#### [DATA EXTRACT]
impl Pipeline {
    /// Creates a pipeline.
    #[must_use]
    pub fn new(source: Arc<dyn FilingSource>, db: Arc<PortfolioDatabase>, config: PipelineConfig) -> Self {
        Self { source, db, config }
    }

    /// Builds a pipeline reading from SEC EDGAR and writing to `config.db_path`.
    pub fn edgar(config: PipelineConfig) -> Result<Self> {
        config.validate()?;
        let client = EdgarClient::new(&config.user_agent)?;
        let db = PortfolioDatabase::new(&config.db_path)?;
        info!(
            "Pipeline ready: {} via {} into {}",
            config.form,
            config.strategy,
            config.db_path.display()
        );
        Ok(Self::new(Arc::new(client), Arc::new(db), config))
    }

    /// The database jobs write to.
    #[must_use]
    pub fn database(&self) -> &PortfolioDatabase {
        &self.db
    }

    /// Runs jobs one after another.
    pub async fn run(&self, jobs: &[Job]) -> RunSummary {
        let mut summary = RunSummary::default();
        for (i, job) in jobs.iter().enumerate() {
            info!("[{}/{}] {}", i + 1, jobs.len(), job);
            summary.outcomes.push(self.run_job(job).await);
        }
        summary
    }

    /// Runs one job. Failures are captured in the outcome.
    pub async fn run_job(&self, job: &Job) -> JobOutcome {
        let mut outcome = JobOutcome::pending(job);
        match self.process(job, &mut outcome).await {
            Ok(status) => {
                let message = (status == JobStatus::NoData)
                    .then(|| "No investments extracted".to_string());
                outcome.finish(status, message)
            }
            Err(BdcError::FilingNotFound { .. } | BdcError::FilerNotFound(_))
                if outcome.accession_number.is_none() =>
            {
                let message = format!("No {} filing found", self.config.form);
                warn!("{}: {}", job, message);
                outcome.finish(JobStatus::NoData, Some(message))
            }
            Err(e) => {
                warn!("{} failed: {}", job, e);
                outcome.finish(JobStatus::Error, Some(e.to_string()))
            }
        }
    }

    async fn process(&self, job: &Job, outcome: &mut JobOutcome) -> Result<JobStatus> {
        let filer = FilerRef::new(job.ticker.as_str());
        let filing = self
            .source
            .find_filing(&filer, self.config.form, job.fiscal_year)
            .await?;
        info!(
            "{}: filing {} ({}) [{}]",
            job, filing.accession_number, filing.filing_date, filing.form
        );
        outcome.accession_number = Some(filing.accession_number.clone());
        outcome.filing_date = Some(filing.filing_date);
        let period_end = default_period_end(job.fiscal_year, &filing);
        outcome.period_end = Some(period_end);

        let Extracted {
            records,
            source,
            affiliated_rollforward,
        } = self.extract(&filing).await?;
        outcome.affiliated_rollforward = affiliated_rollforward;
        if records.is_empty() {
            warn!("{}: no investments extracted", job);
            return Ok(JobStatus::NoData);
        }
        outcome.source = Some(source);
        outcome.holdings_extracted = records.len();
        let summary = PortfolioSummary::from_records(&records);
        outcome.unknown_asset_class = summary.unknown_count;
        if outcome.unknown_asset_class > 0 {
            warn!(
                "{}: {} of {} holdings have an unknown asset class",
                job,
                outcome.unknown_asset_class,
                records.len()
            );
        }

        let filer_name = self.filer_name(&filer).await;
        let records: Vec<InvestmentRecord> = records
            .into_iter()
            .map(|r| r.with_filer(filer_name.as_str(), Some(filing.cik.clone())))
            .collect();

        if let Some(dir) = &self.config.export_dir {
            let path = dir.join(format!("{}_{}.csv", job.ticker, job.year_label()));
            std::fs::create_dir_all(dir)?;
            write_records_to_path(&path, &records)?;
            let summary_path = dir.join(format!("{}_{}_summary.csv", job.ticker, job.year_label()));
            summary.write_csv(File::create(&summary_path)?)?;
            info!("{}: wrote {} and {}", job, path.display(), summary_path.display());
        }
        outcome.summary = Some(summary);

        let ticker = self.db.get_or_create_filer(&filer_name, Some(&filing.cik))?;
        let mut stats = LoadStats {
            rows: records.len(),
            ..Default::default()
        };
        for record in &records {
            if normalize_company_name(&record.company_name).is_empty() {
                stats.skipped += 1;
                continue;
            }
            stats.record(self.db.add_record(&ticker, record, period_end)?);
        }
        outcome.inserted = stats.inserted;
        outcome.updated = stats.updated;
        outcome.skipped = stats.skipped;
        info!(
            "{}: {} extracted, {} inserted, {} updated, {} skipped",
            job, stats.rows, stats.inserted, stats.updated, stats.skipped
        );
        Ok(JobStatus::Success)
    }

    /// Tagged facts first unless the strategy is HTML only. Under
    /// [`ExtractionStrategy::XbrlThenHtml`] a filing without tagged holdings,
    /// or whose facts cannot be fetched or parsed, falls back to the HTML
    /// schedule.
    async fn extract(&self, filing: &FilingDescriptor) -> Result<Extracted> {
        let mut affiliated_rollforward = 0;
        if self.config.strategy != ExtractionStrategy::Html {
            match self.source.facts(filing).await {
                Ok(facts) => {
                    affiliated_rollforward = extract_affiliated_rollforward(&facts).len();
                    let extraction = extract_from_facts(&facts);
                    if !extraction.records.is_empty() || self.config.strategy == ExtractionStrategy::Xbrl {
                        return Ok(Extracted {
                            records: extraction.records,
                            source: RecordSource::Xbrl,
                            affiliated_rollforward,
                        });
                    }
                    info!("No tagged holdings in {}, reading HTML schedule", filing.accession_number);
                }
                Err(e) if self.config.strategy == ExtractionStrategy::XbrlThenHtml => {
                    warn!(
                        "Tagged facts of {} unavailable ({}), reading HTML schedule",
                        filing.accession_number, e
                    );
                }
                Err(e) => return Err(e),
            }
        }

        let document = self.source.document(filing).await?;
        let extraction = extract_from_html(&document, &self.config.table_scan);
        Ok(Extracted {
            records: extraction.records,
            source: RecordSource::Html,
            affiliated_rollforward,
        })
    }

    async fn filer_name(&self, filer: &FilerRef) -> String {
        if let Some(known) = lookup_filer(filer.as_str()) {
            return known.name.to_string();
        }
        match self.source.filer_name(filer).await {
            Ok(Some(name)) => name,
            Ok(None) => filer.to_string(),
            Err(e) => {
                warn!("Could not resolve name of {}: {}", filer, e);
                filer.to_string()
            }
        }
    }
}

#### [WORK ORDER]
Transcribe the data exactly.

#### [RESPONSE FOR THIS EXERCISE]
impl Pipeline {
    /// Creates a pipeline.
    #[must_use]
    pub fn new(source: Arc<dyn FilingSource>, db: Arc<PortfolioDatabase>, config: PipelineConfig) -> Self {
        Self { source, db, config }
    }

    /// Builds a pipeline reading from SEC EDGAR and writing to `config.db_path`.
    pub fn edgar(config: PipelineConfig) -> Result<Self> {
        config.validate()?;
        let client = EdgarClient::new(&config.user_agent)?;
        let db = PortfolioDatabase::new(&config.db_path)?;
        info!(
            "Pipeline ready: {} via {} into {}",
            config.form,
            config.strategy,
            config.db_path.display()
        );
        Ok(Self::new(Arc::new(client), Arc::new(db), config))
    }

    /// The database jobs write to.
    #[must_use]
    pub fn database(&self) -> &PortfolioDatabase {
        &self.db
    }

    /// Runs jobs one after another.
    pub async fn run(&self, jobs: &[Job]) -> RunSummary {
        let mut summary = RunSummary::default();
        for (i, job) in jobs.iter().enumerate() {
            info!("[{}/{}] {}", i + 1, jobs.len(), job);
            summary.outcomes.push(self.run_job(job).await);
        }
        summary
    }

    /// Runs one job. Failures are captured in the outcome.
    pub async fn run_job(&self, job: &Job) -> JobOutcome {
        let mut outcome = JobOutcome::pending(job);
        match self.process(job, &mut outcome).await {
            Ok(status) => {
                let message = (status == JobStatus::NoData)
                    .then(|| "No investments extracted".to_string());
                outcome.finish(status, message)
            }
            Err(BdcError::FilingNotFound { .. } | BdcError::FilerNotFound(_))
                if outcome.accession_number.is_none() =>
            {
                let message = format!("No {} filing found", self.config.form);
                warn!("{}: {}", job, message);
                outcome.finish(JobStatus::NoData, Some(message))
            }
            Err(e) => {
                warn!("{} failed: {}", job, e);
                outcome.finish(JobStatus::Error, Some(e.to_string()))
            }
        }
    }

    async fn process(&self, job: &Job, outcome: &mut JobOutcome) -> Result<JobStatus> {
        let filer = FilerRef::new(job.ticker.as_str());
        let filing = self
            .source
            .find_filing(&filer, self.config.form, job.fiscal_year)
            .await?;
        info!(
            "{}: filing {} ({}) [{}]",
            job, filing.accession_number, filing.filing_date, filing.form
        );
        outcome.accession_number = Some(filing.accession_number.clone());
        outcome.filing_date = Some(filing.filing_date);
        let period_end = default_period_end(job.fiscal_year, &filing);
        outcome.period_end = Some(period_end);

        let Extracted {
            records,
            source,
            affiliated_rollforward,
        } = self.extract(&filing).await?;
        outcome.affiliated_rollforward = affiliated_rollforward;
        if records.is_empty() {
            warn!("{}: no investments extracted", job);
            return Ok(JobStatus::NoData);
        }
        outcome.source = Some(source);
        outcome.holdings_extracted = records.len();
        let summary = PortfolioSummary::from_records(&records);
        outcome.unknown_asset_class = summary.unknown_count;
        if outcome.unknown_asset_class > 0 {
            warn!(
                "{}: {} of {} holdings have an unknown asset class",
                job,
                outcome.unknown_asset_class,
                records.len()
            );
        }

        let filer_name = self.filer_name(&filer).await;
        let records: Vec<InvestmentRecord> = records
            .into_iter()
            .map(|r| r.with_filer(filer_name.as_str(), Some(filing.cik.clone())))
            .collect();

        if let Some(dir) = &self.config.export_dir {
            let path = dir.join(format!("{}_{}.csv", job.ticker, job.year_label()));
            std::fs::create_dir_all(dir)?;
            write_records_to_path(&path, &records)?;
            let summary_path = dir.join(format!("{}_{}_summary.csv", job.ticker, job.year_label()));
            summary.write_csv(File::create(&summary_path)?)?;
            info!("{}: wrote {} and {}", job, path.display(), summary_path.display());
        }
        outcome.summary = Some(summary);

        let ticker = self.db.get_or_create_filer(&filer_name, Some(&filing.cik))?;
        let mut stats = LoadStats {
            rows: records.len(),
            ..Default::default()
        };
        for record in &records {
            if normalize_company_name(&record.company_name).is_empty() {
                stats.skipped += 1;
                continue;
            }
            stats.record(self.db.add_record(&ticker, record, period_end)?);
        }
        outcome.inserted = stats.inserted;
        outcome.updated = stats.updated;
        outcome.skipped = stats.skipped;
        info!(
            "{}: {} extracted, {} inserted, {} updated, {} skipped",
            job, stats.rows, stats.inserted, stats.updated, stats.skipped
        );
        Ok(JobStatus::Success)
    }

    /// Tagged facts first unless the strategy is HTML only. Under
    /// [`ExtractionStrategy::XbrlThenHtml`] a filing without tagged holdings,
    /// or whose facts cannot be fetched or parsed, falls back to the HTML
    /// schedule.
    async fn extract(&self, filing: &FilingDescriptor) -> Result<Extracted> {
        let mut affiliated_rollforward = 0;
        if self.config.strategy != ExtractionStrategy::Html {
            match self.source.facts(filing).await {
                Ok(facts) => {
                    affiliated_rollforward = extract_affiliated_rollforward(&facts).len();
                    let extraction = extract_from_facts(&facts);
                    if !extraction.records.is_empty() || self.config.strategy == ExtractionStrategy::Xbrl {
                        return Ok(Extracted {
                            records: extraction.records,
                            source: RecordSource::Xbrl,
                            affiliated_rollforward,
                        });
                    }
                    info!("No tagged holdings in {}, reading HTML schedule", filing.accession_number);
                }
                Err(e) if self.config.strategy == ExtractionStrategy::XbrlThenHtml => {
                    warn!(
                        "Tagged facts of {} unavailable ({}), reading HTML schedule",
                        filing.accession_number, e
                    );
                }
                Err(e) => return Err(e),
            }
        }

        let document = self.source.document(filing).await?;
        let extraction = extract_from_html(&document, &self.config.table_scan);
        Ok(Extracted {
            records: extraction.records,
            source: RecordSource::Html,
            affiliated_rollforward,
        })
    }

    async fn filer_name(&self, filer: &FilerRef) -> String {
        if let Some(known) = lookup_filer(filer.as_str()) {
            return known.name.to_string();
        }
        match self.source.filer_name(filer).await {
            Ok(Some(name)) => name,
            Ok(None) => filer.to_string(),
            Err(e) => {
                warn!("Could not resolve name of {}: {}", filer, e);
                filer.to_string()
            }
        }
    }
}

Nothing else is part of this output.